Philanthropic Prizes Grow in Popularity, Plus More: Monday’s Roundup
October 5, 2009, 11:37 am
By Maria Di Mento
- Since the X Prize Foundation awarded $10-million to stimulate human spaceflight five years ago, philanthropic prizes have grown dramatically in number, writes Peter H. Diamandis, chairman of the X Prize Foundation, on his organization’s blog. He says X Prize plans to offer new prizes in health care, tuberculosis diagnosis, and ocean conservation.
- Home loans brokered by nonprofit groups contributed to the nation’s housing crisis, write Jeff Horwitz and Dave Jamieson in the Huffington Post. Mr. Horwitz and Mr.
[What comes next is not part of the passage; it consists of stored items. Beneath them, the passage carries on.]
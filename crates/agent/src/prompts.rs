//! Instructions given to the compliance-checking model.
//!
//! Tool descriptions are not repeated here; the model sees them through the
//! bridged tool definitions.

/// System prompt for every compliance session.
pub const SYSTEM_INSTRUCTIONS: &str = "\
You check NetBox compliance rules using MCP tools.

Important: NetBox stores network infrastructure data like devices, interfaces, IPs, VLANs, and racks.
It does NOT store: SNMP credentials, passwords, SSH keys, monitoring status, or configuration files.

When given a rule and scope:
1. First determine if the rule can be checked with NetBox data
2. If it cannot (e.g., SNMP credentials), explain this and suggest what CAN be checked
3. If it can be checked, query the relevant objects and report compliance

Format your response as markdown with:
- **Status**: PASS or FAIL
- **Summary**: What was checked and the outcome
- **Findings**: List any non-compliant items (if FAIL)
- **Coverage**: What was examined (e.g., \"Checked 4 devices in site DM-Akron\")

Example response for a failing check:

## Status: FAIL

## Summary
Checked all devices in site DM-Akron for primary IP addresses. Found 4 devices without primary IPs.

## Findings
- dmi01-akron-rtr01: No primary IPv4 or IPv6
- dmi01-akron-sw01: No primary IPv4 or IPv6
- dmi01-akron-pdu01: No primary IPv4 or IPv6
- Patch Panel 01: No primary IPv4 or IPv6

## Coverage
Examined 4 devices in the DM-Akron site.";

/// Worked approaches for common rule shapes. Not sent by default; append it
/// to the system prompt when a model needs more guidance.
pub const EXAMPLE_SCENARIOS: &str = "
Example 1: Interface IP Assignment Check
Rule: \"Every interface should have an assigned IP address\"
Approach:
1. Get devices in scope (e.g., site=NYC)
2. For each device, get interfaces
3. For each interface, check if ip_addresses field is populated
4. Report any interface without IPs

Example 2: Device Primary IP Check
Rule: \"Every device must have a primary IPv4 or IPv6\"
Approach:
1. Get devices in scope (e.g., rack=R01)
2. Check each device's primary_ip4 and primary_ip6 fields
3. Report devices missing both

Example 3: Non-checkable Rule
Rule: \"All devices must have SNMP credentials configured\"
Response:
This rule cannot be checked as NetBox does not store SNMP credentials.
NetBox can check:
- Device inventory and properties
- IP address assignments
- Interface configurations
- VLAN assignments
- Cable connections
";

/// System prompt with the example scenarios appended.
pub fn instructions_with_examples() -> String {
    format!("{SYSTEM_INSTRUCTIONS}\n\n{EXAMPLE_SCENARIOS}")
}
Jamieson, both freelance writers, say that arrangements made by charities — by which home builders provide donations to nonprofit groups that are then given to low-income people as a down payment — resulted in unusually high default rates.
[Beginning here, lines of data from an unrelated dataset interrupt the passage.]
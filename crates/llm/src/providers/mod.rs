pub mod anthropic;
pub mod openai;

use std::sync::Arc;

use futures::stream;
use nbx_core::config::LlmEndpoints;
use nbx_tool_runtime::provider::{EventStream, LlmError, ToolAwareLlmProvider};
use nbx_tool_runtime::stream::StreamEvent;

use crate::route::{ModelRoute, ProviderKind};

pub use anthropic::AnthropicToolProvider;
pub use openai::OpenAiToolProvider;

const DEFAULT_RETRY_AFTER_SECS: u64 = 30;

/// Create the tool-aware provider a model route points at.
pub fn create_tool_provider(
    route: &ModelRoute,
    api_key: &str,
    endpoints: &LlmEndpoints,
) -> Arc<dyn ToolAwareLlmProvider> {
    match route.provider {
        ProviderKind::OpenAi => Arc::new(OpenAiToolProvider::new(
            api_key.to_string(),
            route.model.clone(),
            endpoints.openai_base_url.clone(),
        )),
        ProviderKind::Anthropic => Arc::new(AnthropicToolProvider::new(
            api_key.to_string(),
            route.model.clone(),
            endpoints.anthropic_base_url.clone(),
        )),
        ProviderKind::Ollama => Arc::new(OpenAiToolProvider::ollama(
            api_key.to_string(),
            route.model.clone(),
            endpoints.ollama_url.clone(),
        )),
    }
}

/// Replay a complete turn as a stream.
pub(crate) fn replay(events: Vec<StreamEvent>) -> EventStream {
    Box::pin(stream::iter(events.into_iter().map(Ok)))
}

/// Map a non-2xx response to an error, consuming its body.
pub(crate) async fn error_for_status(response: reqwest::Response) -> LlmError {
    let status = response.status().as_u16();
    let retry_after = response
        .headers()
        .get(reqwest::header::RETRY_AFTER)
        .and_then(|v| v.to_str().ok())
        .and_then(|v| v.trim().parse::<u64>().ok());
    let body = response.text().await.unwrap_or_default();
    status_error(status, retry_after, body)
}

fn status_error(status: u16, retry_after: Option<u64>, body: String) -> LlmError {
    match status {
        401 | 403 => LlmError::AuthError,
        429 => LlmError::RateLimited {
            retry_after_secs: retry_after.unwrap_or(DEFAULT_RETRY_AFTER_SECS),
        },
        _ => LlmError::ApiError {
            status,
            message: body,
        },
    }
}

#[cfg(test)]
mod tests {
    use super::*;

    #[test]
    fn test_status_mapping() {
        assert!(matches!(status_error(401, None, String::new()), LlmError::AuthError));
        assert!(matches!(status_error(403, None, String::new()), LlmError::AuthError));
        assert!(matches!(
            status_error(429, Some(5), String::new()),
            LlmError::RateLimited { retry_after_secs: 5 }
        ));
        assert!(matches!(
            status_error(429, None, String::new()),
            LlmError::RateLimited { retry_after_secs: DEFAULT_RETRY_AFTER_SECS }
        ));
        match status_error(500, None, "overloaded".to_string()) {
            LlmError::ApiError { status, message } => {
                assert_eq!(status, 500);
                assert_eq!(message, "overloaded");
            }
            other => panic!("expected ApiError, got {other:?}"),
        }
    }

    #[test]
    fn test_factory_picks_provider() {
        let endpoints = LlmEndpoints::default();
        let openai = create_tool_provider(&ModelRoute::parse("openai/gpt-5-nano").unwrap(), "k", &endpoints);
        assert_eq!(openai.provider_name(), "openai");

        let claude = create_tool_provider(
            &ModelRoute::parse("anthropic/claude-sonnet-4-20250514").unwrap(),
            "k",
            &endpoints,
        );
        assert_eq!(claude.provider_name(), "anthropic");

        let local = create_tool_provider(&ModelRoute::parse("ollama/llama3.1").unwrap(), "k", &endpoints);
        assert_eq!(local.provider_name(), "ollama");
    }
}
- Patrick Corvington, an official at the Annie E. Casey Foundation who is President Obama’s pick to lead the Corporation for National and Community Service, has “the networks and experience to create bolder partnerships between the public and private sector,” writes Harris Wofford, a former chief executive of the Corporation for National and Community Service, on the Change.org blog.
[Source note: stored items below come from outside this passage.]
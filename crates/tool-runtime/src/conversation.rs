use crate::tool::{ToolCall, ToolResult};
use serde::{Deserialize, Serialize};

/// A message in the conversation history.
#[derive(Debug, Clone, Serialize, Deserialize)]
pub enum ConversationMessage {
    /// User's text input
    User(String),
    /// Assistant's response (may contain text and/or tool calls)
    Assistant(AssistantContent),
    /// Result of a tool execution
    ToolResult(ToolResult),
}

/// Content from the assistant that can contain mixed text and tool calls.
#[derive(Debug, Clone, Serialize, Deserialize)]
pub struct AssistantContent {
    /// Text blocks in the response
    pub text: Option<String>,
    /// Tool calls requested by the assistant
    pub tool_calls: Vec<ToolCall>,
}

/// Manages conversation history with context window awareness.
pub struct Conversation {
    messages: Vec<ConversationMessage>,
    /// Maximum approximate token count before truncation
    max_tokens: usize,
    /// System prompt (always retained)
    system_prompt: Option<String>,
}

impl Conversation {
    pub fn new(max_tokens: usize) -> Self {
        Self {
            messages: Vec::new(),
            max_tokens,
            system_prompt: None,
        }
    }

    pub fn with_system_prompt(mut self, prompt: impl Into<String>) -> Self {
        self.system_prompt = Some(prompt.into());
        self
    }

    pub fn system_prompt(&self) -> Option<&str> {
        self.system_prompt.as_deref()
    }

    pub fn add_user_message(&mut self, text: String) {
        self.messages.push(ConversationMessage::User(text));
        self.maybe_truncate();
    }

    pub fn add_assistant_response(&mut self, content: AssistantContent) {
        self.messages.push(ConversationMessage::Assistant(content));
        self.maybe_truncate();
    }

    pub fn add_tool_result(&mut self, result: ToolResult) {
        self.messages.push(ConversationMessage::ToolResult(result));
    }

    pub fn messages(&self) -> &[ConversationMessage] {
        &self.messages
    }

    /// The most recent non-empty assistant text, if any.
    pub fn last_assistant_text(&self) -> Option<&str> {
        self.messages.iter().rev().find_map(|m| match m {
            ConversationMessage::Assistant(content) => content
                .text
                .as_deref()
                .filter(|t| !t.trim().is_empty()),
            _ => None,
        })
    }

    /// Approximate token count using character count / 4 heuristic.
    pub fn approximate_tokens(&self) -> usize {
        let char_count: usize = self
            .messages
            .iter()
            .map(|m| match m {
                ConversationMessage::User(text) => text.len(),
                ConversationMessage::Assistant(content) => {
                    content.text.as_ref().map_or(0, |t| t.len())
                        + content
                            .tool_calls
                            .iter()
                            .map(|tc| tc.input.to_string().len())
                            .sum::<usize>()
                }
                ConversationMessage::ToolResult(result) => result.content.len(),
            })
            .sum();
        char_count / 4
    }

    /// Drop oldest messages when over the token limit, never the opening
    /// user message (it carries the task) and never the current turn.
    ///
    /// An assistant turn goes together with the tool results that answer it,
    /// so no result is ever left without its call.
    fn maybe_truncate(&mut self) {
        while self.approximate_tokens() > self.max_tokens && self.messages.len() > 3 {
            self.messages.remove(1);
            while matches!(self.messages.get(1), Some(ConversationMessage::ToolResult(_)))
                && self.messages.len() > 2
            {
                self.messages.remove(1);
            }
        }
    }
}

impl Default for Conversation {
    fn default() -> Self {
        Self::new(100_000) // 100k tokens default
    }
}

#[cfg(test)]
mod tests {
    use super::*;

    #[test]
    fn test_conversation_with_tool_calls() {
        let mut conv = Conversation::new(100_000);
        conv.add_user_message("Check devices in site=NYC".to_string());
        conv.add_assistant_response(AssistantContent {
            text: None,
            tool_calls: vec![ToolCall {
                id: "call_1".to_string(),
                name: "netbox_get_objects".to_string(),
                input: serde_json::json!({"object_type": "devices"}),
            }],
        });
        conv.add_tool_result(ToolResult {
            tool_call_id: "call_1".to_string(),
            content: "[]".to_string(),
            is_error: false,
        });

        assert_eq!(conv.messages().len(), 3);
        assert_eq!(conv.last_assistant_text(), None);
    }

    #[test]
    fn test_last_assistant_text_skips_blank_turns() {
        let mut conv = Conversation::default();
        conv.add_user_message("task".to_string());
        conv.add_assistant_response(AssistantContent {
            text: Some("first look".to_string()),
            tool_calls: vec![],
        });
        conv.add_assistant_response(AssistantContent {
            text: Some("   ".to_string()),
            tool_calls: vec![],
        });
        assert_eq!(conv.last_assistant_text(), Some("first look"));
    }

    fn tool_turn(id: &str) -> AssistantContent {
        AssistantContent {
            text: None,
            tool_calls: vec![ToolCall {
                id: id.to_string(),
                name: "netbox_get_objects".to_string(),
                input: serde_json::json!({"object_type": "dcim.device"}),
            }],
        }
    }

    #[test]
    fn test_truncation_drops_tool_results_with_their_call() {
        let mut conv = Conversation::new(50);
        conv.add_user_message("Check devices in site=DM-Akron".to_string());
        conv.add_assistant_response(tool_turn("c1"));
        conv.add_tool_result(ToolResult {
            tool_call_id: "c1".to_string(),
            content: "x".repeat(400),
            is_error: false,
        });
        conv.add_assistant_response(tool_turn("c2"));

        let messages = conv.messages();
        assert_eq!(messages.len(), 2);
        assert!(matches!(&messages[0], ConversationMessage::User(_)));
        assert!(matches!(
            &messages[1],
            ConversationMessage::Assistant(content) if content.tool_calls[0].id == "c2"
        ));
    }

    #[test]
    fn test_truncation_never_orphans_a_result() {
        let mut conv = Conversation::new(60);
        conv.add_user_message("task".to_string());
        for i in 0..10 {
            let id = format!("c{i}");
            conv.add_assistant_response(tool_turn(&id));
            conv.add_tool_result(ToolResult {
                tool_call_id: id,
                content: "y".repeat(120),
                is_error: false,
            });
        }
        conv.add_assistant_response(AssistantContent {
            text: Some("## Status: PASS".to_string()),
            tool_calls: vec![],
        });

        let mut open_calls: Vec<&str> = Vec::new();
        for message in conv.messages() {
            match message {
                ConversationMessage::Assistant(content) => {
                    open_calls = content.tool_calls.iter().map(|c| c.id.as_str()).collect();
                }
                ConversationMessage::ToolResult(result) => {
                    assert!(open_calls.contains(&result.tool_call_id.as_str()));
                }
                ConversationMessage::User(_) => {}
            }
        }
        assert!(matches!(&conv.messages()[1], ConversationMessage::Assistant(_)));
    }

    #[test]
    fn test_truncation_keeps_task_message() {
        let mut conv = Conversation::new(10); // Very small limit (~40 chars)
        conv.add_user_message("the original task".to_string());
        for i in 0..50 {
            conv.add_assistant_response(AssistantContent {
                text: Some(format!("This is a longer message number {} with padding text", i)),
                tool_calls: vec![],
            });
        }
        assert!(conv.messages().len() <= 4);
        assert!(matches!(
            &conv.messages()[0],
            ConversationMessage::User(text) if text == "the original task"
        ));
    }
}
- To improve their philanthropy, companies should look at Dow Chemical and Microsoft, which make a small number of big grants to key nonprofit groups, writes Julie Lloyd, assistant director of the Center for Social Value Creation at the University of Maryland’s Robert H. Smith School of Business. Her opinion article appears on Triple Pundit, a Web site that focuses on corporate social-responsibility work.
- How should donors interpret the results of testing on an HIV vaccine in Thailand? Laura Starita, managing editor of Philanthropy Action, writes that despite the vaccine’s promising early results — it seemed to prevent infection with the strain of HIV common in Thailand and South Asia about 30 percent of the time — science is still years, if not decades, away from a vaccine that works in a majority of cases. Philanthropists, she says, should focus now on promoting behavior that prevents the disease.